WHAT IS BEING ASKED: Repeat the records below exactly, beginning at the first line and finishing with the line that contains "use crate::scheduler::Scheduler;".

EXTRACTED DATA:
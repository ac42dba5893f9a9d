//! HTTP surface over the scheduler.

mod handlers;
mod routes;

use std::future::Future;
use std::sync::Arc;

use anyhow::Result;
use axum::Router;
use tokio::net::TcpListener;
use tower_http::trace::TraceLayer;

use crate::scheduler::Scheduler;

pub use handlers::AppState;
pub use routes::api_routes;

pub fn router(scheduler: Arc<Scheduler>) -> Router {
    let state = Arc::new(AppState::new(scheduler));
    Router::new()
        .merge(api_routes())
        .layer(TraceLayer::new_for_http())
        .with_state(state)
}

/// Serves until `shutdown` resolves, then finishes in-flight requests.
pub async fn serve<F>(listener: TcpListener, scheduler: Arc<Scheduler>, shutdown: F) -> Result<()>
where
    F: Future<Output = ()> + Send + 'static,
{
    let addr = listener.local_addr()?;
    tracing::info!("server listening on http://{}", addr);
    tracing::info!("  POST   /jobs/                 submit");
    tracing::info!("  DELETE /jobs/{{id}}             stop");
    tracing::info!("  GET    /jobs/status/{{id}}      status");
    tracing::info!("  GET    /jobs/{{id}}             result");
    tracing::info!("  POST   /v1/chat/completions   chat");
    tracing::info!("  GET    /health                load");

    axum::serve(listener, router(scheduler))
        .with_graceful_shutdown(shutdown)
        .await?;
    Ok(())
}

OUTPUT OF THE EXERCISE:
repository ac42dba5893f9a9d
//! HTTP surface over the scheduler.

mod handlers;
mod routes;

use std::future::Future;
use std::sync::Arc;

use anyhow::Result;
use axum::Router;
use tokio::net::TcpListener;
use tower_http::trace::TraceLayer;

use crate::scheduler::Scheduler;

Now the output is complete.